*** Opening Data shown ***

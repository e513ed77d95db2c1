//! End-to-end session tests against a scripted toolchain.

mod common;

use common::{FakeRuntime, HOST, ToolScript, ids, session};
use textext_core::embed::{find_previous, TEXTEXT_NS};
use textext_core::{
    Backend, NoPrompt, PromptValues, SessionOptions, SessionOutcome, TextextError,
};
use textext_xml::{SVG_NS, XLINK_NS, XmlDocument, XmlElement, parse};

fn options(text: &str) -> SessionOptions {
    SessionOptions {
        text: Some(text.to_string()),
        ..SessionOptions::default()
    }
}

fn edit_options(id: &str, text: &str) -> SessionOptions {
    SessionOptions {
        ids: ids(&[id]),
        ..options(text)
    }
}

fn inserted_path(outcome: &SessionOutcome) -> &textext_xml::NodePath {
    match outcome {
        SessionOutcome::Inserted { path, .. } | SessionOutcome::Replaced { path, .. } => path,
        other => panic!("expected an embedded object, got {:?}", other),
    }
}

fn embedded<'a>(doc: &'a XmlDocument, outcome: &SessionOutcome) -> &'a XmlElement {
    doc.element(inserted_path(outcome)).unwrap()
}

fn textext_objects(doc: &XmlDocument) -> Vec<&XmlElement> {
    doc.root
        .descendants()
        .filter(|el| el.has_attribute(Some(TEXTEXT_NS), "text"))
        .collect()
}

// ---------------------------------------------------------------------------
// Backend selection
// ---------------------------------------------------------------------------

#[test]
fn test_first_available_backend_is_used() {
    let rt = FakeRuntime::new(ToolScript {
        pdf2svg: false,
        ..ToolScript::default()
    });
    let mut doc = parse(HOST).unwrap();
    let outcome = session(&rt, &Backend::DEFAULT_ORDER)
        .run(&mut doc, &options("$x$"), &mut NoPrompt)
        .unwrap();
    assert!(matches!(
        outcome,
        SessionOutcome::Inserted {
            backend: Backend::PstoeditPlotSvg,
            ..
        }
    ));
}

#[test]
fn test_plot_svg_requires_driver_in_help() {
    let rt = FakeRuntime::new(ToolScript {
        pdf2svg: false,
        plot_svg_driver: false,
        ..ToolScript::default()
    });
    let backend = session(&rt, &Backend::DEFAULT_ORDER).select_backend().unwrap();
    assert_eq!(backend, Backend::SkConvert);
}

#[test]
fn test_skconvert_needs_both_tools() {
    let rt = FakeRuntime::new(ToolScript {
        skconvert: false,
        ..ToolScript::default()
    });
    let result = session(&rt, &[Backend::SkConvert]).select_backend();
    assert!(matches!(result, Err(TextextError::Conversion(_))));
}

#[test]
fn test_explicit_order_is_respected() {
    let rt = FakeRuntime::new(ToolScript::default());
    let chosen = session(&rt, &[Backend::SkConvert, Backend::Pdf2Svg])
        .select_backend()
        .unwrap();
    assert_eq!(chosen, Backend::SkConvert);
    // Probing stops at the first success
    let programs: Vec<_> = rt.calls().into_iter().map(|c| c.program).collect();
    assert_eq!(programs, vec!["pstoedit", "skconvert"]);
}

#[test]
fn test_no_backend_fails_without_mutation() {
    let rt = FakeRuntime::new(ToolScript {
        pdf2svg: false,
        pstoedit: false,
        skconvert: false,
        ..ToolScript::default()
    });
    let mut doc = parse(HOST).unwrap();
    let before = doc.clone();

    let err = session(&rt, &Backend::DEFAULT_ORDER)
        .run(&mut doc, &options("$x$"), &mut NoPrompt)
        .unwrap_err();

    assert_eq!(err.to_string(), "No Latex -> SVG converter available");
    assert_eq!(doc, before);
    assert!(rt.conversion_calls().is_empty());
    assert!(rt.temp_dirs().is_empty());
}

// ---------------------------------------------------------------------------
// Tool invocations
// ---------------------------------------------------------------------------

#[test]
fn test_pdf2svg_pipeline_invocations() {
    let rt = FakeRuntime::new(ToolScript::default());
    let mut doc = parse(HOST).unwrap();
    session(&rt, &[Backend::Pdf2Svg])
        .run(&mut doc, &options("$E=mc^2$"), &mut NoPrompt)
        .unwrap();

    let scratch = rt.temp_dirs()[0].clone();
    let calls = rt.conversion_calls();
    assert_eq!(calls.len(), 2);

    assert_eq!(calls[0].program, "pdflatex");
    assert_eq!(
        calls[0].args,
        vec!["tmp.tex", "-interaction=nonstopmode", "-halt-on-error"]
    );
    assert_eq!(calls[0].cwd.as_deref(), Some(scratch.as_path()));

    assert_eq!(calls[1].program, "pdf2svg");
    assert_eq!(
        calls[1].args,
        vec![
            scratch.join("tmp.pdf").to_string_lossy().into_owned(),
            scratch.join("tmp.svg").to_string_lossy().into_owned(),
            "1".to_string(),
        ]
    );
}

#[test]
fn test_skconvert_pipeline_sets_c_locale_for_skconvert_only() {
    let rt = FakeRuntime::new(ToolScript::default());
    let mut doc = parse(HOST).unwrap();
    session(&rt, &[Backend::SkConvert])
        .run(&mut doc, &options("$x$"), &mut NoPrompt)
        .unwrap();

    let calls = rt.conversion_calls();
    let programs: Vec<_> = calls.iter().map(|c| c.program.as_str()).collect();
    assert_eq!(programs, vec!["pdflatex", "pstoedit", "skconvert"]);

    assert_eq!(&calls[1].args[..2], ["-f", "sk"]);
    assert!(calls[1].args[3].ends_with("tmp.sk"));
    assert_eq!(&calls[1].args[4..], ["-dt", "-ssp", "-psarg", "-r9600x9600"]);
    assert!(calls[1].env.is_empty());

    assert_eq!(calls[2].env, vec![("LC_ALL".to_string(), "C".to_string())]);
}

#[test]
fn test_preamble_is_injected_into_document() {
    let preamble_dir = tempfile::tempdir().unwrap();
    let preamble = preamble_dir.path().join("header.inc");
    std::fs::write(&preamble, "\\usepackage{amsmath}\n").unwrap();

    let rt = FakeRuntime::new(ToolScript::default());
    let mut doc = parse(HOST).unwrap();
    let opts = SessionOptions {
        preamble_file: preamble.to_string_lossy().into_owned(),
        ..options("\\begin{align}a&=b\\end{align}")
    };
    let outcome = session(&rt, &[Backend::Pdf2Svg])
        .run(&mut doc, &opts, &mut NoPrompt)
        .unwrap();

    let tex = rt.tex_sources()[0].clone();
    assert!(tex.starts_with("\\documentclass[landscape,a0]{article}\n\\usepackage{amsmath}\n"));
    assert!(tex.contains("\\noindent\n\\begin{align}a&=b\\end{align}\n\\end{document}"));

    let preamble_name = preamble.to_string_lossy().into_owned();
    let group = embedded(&doc, &outcome);
    assert_eq!(
        group.attribute(Some(TEXTEXT_NS), "preamble"),
        Some(preamble_name.as_str())
    );
}

// ---------------------------------------------------------------------------
// Normalization of the embedded fragment
// ---------------------------------------------------------------------------

#[test]
fn test_new_ids_continue_after_host_maximum() {
    let host = r#"<svg xmlns="http://www.w3.org/2000/svg">
  <g id="textext-obj-3"/>
  <g id="textext-obj-7"><path id="textext-obj-bogus"/></g>
  <rect id="glyph0-1"/>
</svg>"#;
    let rt = FakeRuntime::new(ToolScript::default());
    let mut doc = parse(host).unwrap();
    let existing: Vec<String> = doc
        .root
        .descendants()
        .filter_map(|el| el.id().map(str::to_string))
        .collect();

    let outcome = session(&rt, &[Backend::Pdf2Svg])
        .run(&mut doc, &options("$x$"), &mut NoPrompt)
        .unwrap();

    let group = embedded(&doc, &outcome);
    let new_ids: Vec<_> = group
        .descendants()
        .skip(1)
        .filter_map(|el| el.id())
        .collect();
    assert_eq!(
        new_ids,
        vec![
            "textext-obj-8",
            "textext-obj-9",
            "textext-obj-10",
            "textext-obj-11"
        ]
    );
    assert!(new_ids.iter().all(|id| !existing.iter().any(|e| e.as_str() == *id)));
    // The group itself takes the next free id
    assert_eq!(group.id(), Some("textext-obj-12"));
}

#[test]
fn test_references_follow_renumbering() {
    let rt = FakeRuntime::new(ToolScript::default());
    let mut doc = parse(HOST).unwrap();
    let outcome = session(&rt, &[Backend::Pdf2Svg])
        .run(&mut doc, &options("$x$"), &mut NoPrompt)
        .unwrap();

    let group = embedded(&doc, &outcome);
    let target_of = |old: &str| -> String {
        // Source ids in pre-order: glyph0-0, glyph0-1, clip1, surface1
        let index = ["glyph0-0", "glyph0-1", "clip1", "surface1"]
            .iter()
            .position(|id| *id == old)
            .unwrap();
        format!("textext-obj-{}", index + 1)
    };

    let use_el = group.find_descendant("use").unwrap();
    assert_eq!(
        use_el.attribute(Some(XLINK_NS), "href"),
        Some(format!("#{}", target_of("glyph0-1")).as_str())
    );
    let surface = group
        .descendants()
        .find(|el| el.id() == Some(target_of("surface1").as_str()))
        .unwrap();
    assert_eq!(
        surface.get_attribute("clip-path"),
        Some(format!("url(#{})", target_of("clip1")).as_str())
    );
}

#[test]
fn test_plot_svg_fragment_gets_svg_namespace_and_flip_transform() {
    let rt = FakeRuntime::new(ToolScript::default());
    let mut doc = parse(HOST).unwrap();
    let opts = SessionOptions {
        scale_factor: 2.0,
        ..options("$x$")
    };
    let outcome = session(&rt, &[Backend::PstoeditPlotSvg])
        .run(&mut doc, &opts, &mut NoPrompt)
        .unwrap();

    let group = embedded(&doc, &outcome);
    assert!(group.descendants().all(|el| el.name.namespace.as_deref() == Some(SVG_NS)));
    assert_eq!(
        group.get_attribute("transform"),
        Some("matrix(2.000000,0,0,-2.000000,-400.000000,1500.000000)")
    );

    let written = doc.to_xml_string();
    assert!(written.contains(r#"xmlns:textext="http://www.iki.fi/pav/software/textext/""#));
    assert!(!written.contains(r#"xmlns="""#));
}

#[test]
fn test_output_without_group_is_a_no_op() {
    let rt = FakeRuntime::new(ToolScript {
        plot_svg_output: r#"<svg><path d="M 0 0"/></svg>"#.to_string(),
        ..ToolScript::default()
    });
    let mut doc = parse(HOST).unwrap();
    let before = doc.clone();
    let outcome = session(&rt, &[Backend::PstoeditPlotSvg])
        .run(&mut doc, &options("$x$"), &mut NoPrompt)
        .unwrap();
    assert_eq!(outcome, SessionOutcome::NoFragment);
    assert_eq!(doc, before);
}

// ---------------------------------------------------------------------------
// Round trip and re-editing
// ---------------------------------------------------------------------------

#[test]
fn test_markup_round_trips_through_serialized_document() {
    let markup = "\\begin{align}\n  \\alpha &= \\frac{1}{2} \\\\\n  \\text{größe} &= 'x' \"y\"\n\\end{align}";
    let rt = FakeRuntime::new(ToolScript::default());
    let mut doc = parse(HOST).unwrap();
    let outcome = session(&rt, &[Backend::Pdf2Svg])
        .run(&mut doc, &options(markup), &mut NoPrompt)
        .unwrap();
    let id = embedded(&doc, &outcome).id().unwrap().to_string();

    let reread = parse(&doc.to_xml_string()).unwrap();
    let previous = find_previous(&reread, &ids(&[&id])).unwrap().unwrap();
    assert_eq!(previous.text, markup);
    assert_eq!(previous.preamble_file, "header.inc");
}

#[test]
fn test_replacing_twice_is_idempotent() {
    let rt = FakeRuntime::new(ToolScript::default());
    let session = session(&rt, &[Backend::Pdf2Svg]);
    let mut doc = parse(HOST).unwrap();

    let first = session.run(&mut doc, &options("$a+b$"), &mut NoPrompt).unwrap();
    let id = embedded(&doc, &first).id().unwrap().to_string();

    // The user moves the object around in the editor
    let path = inserted_path(&first).clone();
    doc.element_mut(&path)
        .unwrap()
        .set_attribute(textext_xml::XmlName::local("transform"), "translate(10,20)");

    let snapshot = |doc: &XmlDocument| {
        let el = doc.element(&doc.find_by_id(&id).unwrap()).unwrap().clone();
        (
            el.attribute(Some(TEXTEXT_NS), "text").map(str::to_string),
            el.attribute(Some(TEXTEXT_NS), "preamble").map(str::to_string),
            el.get_attribute("transform").map(str::to_string),
        )
    };

    let second = session
        .run(&mut doc, &edit_options(&id, "$a+b$"), &mut NoPrompt)
        .unwrap();
    assert!(matches!(second, SessionOutcome::Replaced { .. }));
    let after_second = snapshot(&doc);
    let serialized_second = parse(&doc.to_xml_string()).unwrap();

    let third = session
        .run(&mut doc, &edit_options(&id, "$a+b$"), &mut NoPrompt)
        .unwrap();
    assert!(matches!(third, SessionOutcome::Replaced { .. }));
    assert_eq!(snapshot(&doc), after_second);
    assert_eq!(after_second.2.as_deref(), Some("translate(10,20)"));

    assert_eq!(textext_objects(&doc).len(), 1);
    assert_eq!(textext_objects(&serialized_second).len(), 1);
}

#[test]
fn test_replacement_keeps_sibling_position() {
    let host = r#"<svg xmlns="http://www.w3.org/2000/svg" xmlns:textext="http://www.iki.fi/pav/software/textext/">
  <g id="layer1">
    <g id="eq1" textext:text="x" textext:preamble="header.inc"/>
    <rect id="after"/>
  </g>
</svg>"#;
    let rt = FakeRuntime::new(ToolScript::default());
    let mut doc = parse(host).unwrap();
    let outcome = session(&rt, &[Backend::Pdf2Svg])
        .run(&mut doc, &edit_options("eq1", "y"), &mut NoPrompt)
        .unwrap();

    let layer = doc.element(&doc.find_by_id("layer1").unwrap()).unwrap();
    let order: Vec<_> = layer.elements().filter_map(|el| el.id()).collect();
    assert_eq!(order, vec!["eq1", "after"]);
    assert_eq!(
        embedded(&doc, &outcome).attribute(Some(TEXTEXT_NS), "text"),
        Some("y")
    );
}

*** Closing Data shown ***

Problem statement => Where a line in the listing above includes the string "SessionOutcome", copy that line.

Solved problem =>
    Backend, NoPrompt, PromptValues, SessionOptions, SessionOutcome, TextextError,
fn inserted_path(outcome: &SessionOutcome) -> &textext_xml::NodePath {
        SessionOutcome::Inserted { path, .. } | SessionOutcome::Replaced { path, .. } => path,
fn embedded<'a>(doc: &'a XmlDocument, outcome: &SessionOutcome) -> &'a XmlElement {
        SessionOutcome::Inserted {
    assert_eq!(outcome, SessionOutcome::NoFragment);
    assert!(matches!(second, SessionOutcome::Replaced { .. }));
    assert!(matches!(third, SessionOutcome::Replaced { .. }));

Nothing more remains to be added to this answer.